Less susceptible to ideological extremism?  Well, that all depends on what country and whose democracy we’re talking about.  Democracy was responsible for what Michael Burleigh calls the “franco-French” genocide in the Vendee; democracy elected You Know Who and led to further unpleasantness all over the place; universal male suffrage didn’t stop Japan from whacking every neighbour it had; the only state to ever drop a nuke on anybody was, you guessed it, a democracy (you’d think the Nagasaki anniversary would jog the old memory).  As for respecting neighbours, after a couple dust-ups with our neighbours (see 1812, 1846) our democratic republic thought it would be a fine idea to kick around small countries in various parts of the world (Philippines, Nicaragua, Dominican Republic, Cuba, etc.).  We stopped that for a while, but have since returned to a time-honoured tradition of projecting power with no clear sense of national interest against countries that couldn’t have beaten us in a conventional war if their lives depended on it (which, as it happened, they did). 

Democracies have a mixed record when it comes to aggressive warfare; there are no guarantees they won’t fight other democracies.  The two things they allegedly have going for them–accountability and a preference for peace–are not borne out by any of the evidence I’ve seen.  What, pray, is so desirable about it?  Here at Eunomia, we assume that the burden of proof is on the fans of democracy to vindicate their system, which has generally been ruinous of the liberties of every country that has ever experimented with it on a national scale.  (For any Swiss readers out there, I am willing to grant the merits of canton-level popular government.) 

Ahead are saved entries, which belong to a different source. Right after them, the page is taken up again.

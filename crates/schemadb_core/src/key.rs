//! Record key derivation.

use crate::error::{CoreError, CoreResult};
use schemadb_codec::Object;

/// Fields consulted for a key, in priority order.
const KEY_FIELDS: [&str; 3] = ["id", "name", "key"];

/// Derives the key of a record as submitted.
///
/// The key is the value of `id`, else `name`, else `key`. Failing those, it
/// is the first text value in field-name order, then the first field name.
/// A record with no fields is keyed by its trimmed input text. Non-text
/// values are rendered the way [`Value`](schemadb_codec::Value) displays them.
///
/// # Errors
///
/// Returns [`CoreError::KeyExtractionFailed`] if the derived key is empty.
pub fn extract_key(record: &Object, raw: &str) -> CoreResult<String> {
    let key = KEY_FIELDS
        .iter()
        .find_map(|field| record.get(*field))
        .map(ToString::to_string)
        .or_else(|| {
            record
                .values()
                .find_map(|value| value.as_text())
                .map(str::to_string)
        })
        .or_else(|| record.keys().next().cloned())
        .unwrap_or_else(|| raw.trim().to_string());

    if key.is_empty() {
        return Err(CoreError::KeyExtractionFailed {
            record: raw.trim().to_string(),
        });
    }
    Ok(key)
}

#[cfg(test)]
mod tests {
    use super::*;
    use schemadb_codec::parse_json;

    fn key_of(json: &str) -> CoreResult<String> {
        let value = parse_json(json).unwrap();
        extract_key(value.as_object().unwrap(), json)
    }

    #[test]
    fn id_wins() {
        assert_eq!(key_of(r#"{"name":"Alice","id":"u-1"}"#).unwrap(), "u-1");
    }

    #[test]
    fn name_before_key() {
        assert_eq!(key_of(r#"{"key":"k","name":"Alice"}"#).unwrap(), "Alice");
        assert_eq!(key_of(r#"{"key":"k","other":"x"}"#).unwrap(), "k");
    }

    #[test]
    fn non_text_key_fields_rendered() {
        assert_eq!(key_of(r#"{"id":42}"#).unwrap(), "42");
        assert_eq!(key_of(r#"{"id":7.0}"#).unwrap(), "7");
        assert_eq!(key_of(r#"{"id":true}"#).unwrap(), "true");
        assert_eq!(key_of(r#"{"id":null}"#).unwrap(), "null");
        assert_eq!(key_of(r#"{"id":[1,2]}"#).unwrap(), "[1,2]");
    }

    #[test]
    fn first_text_value_in_field_order() {
        assert_eq!(
            key_of(r#"{"zeta":"last","count":3,"beta":"first"}"#).unwrap(),
            "first"
        );
    }

    #[test]
    fn first_field_name_when_no_text() {
        assert_eq!(key_of(r#"{"qty":3,"flag":true}"#).unwrap(), "flag");
    }

    #[test]
    fn empty_record_uses_raw_input() {
        assert_eq!(key_of("  {}  ").unwrap(), "{}");
    }

    #[test]
    fn empty_key_fails() {
        let err = key_of(r#"{"id":""}"#).unwrap_err();
        assert!(matches!(err, CoreError::KeyExtractionFailed { .. }));
    }
}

Nearly everything that makes “democracy” worthwhile–guaranteed rights, rule of law, supposed checks and balances, stable public institutions–isn’t really democratic but the residue of aristocratic and republican politics that have not yet been completely wiped out in the bureaucratic, managerial democratic age.  So either praise the virtues of constitutionalism and republicanism, which are the only admirable things in our system, or stop pretending that “democracy” is any great shakes.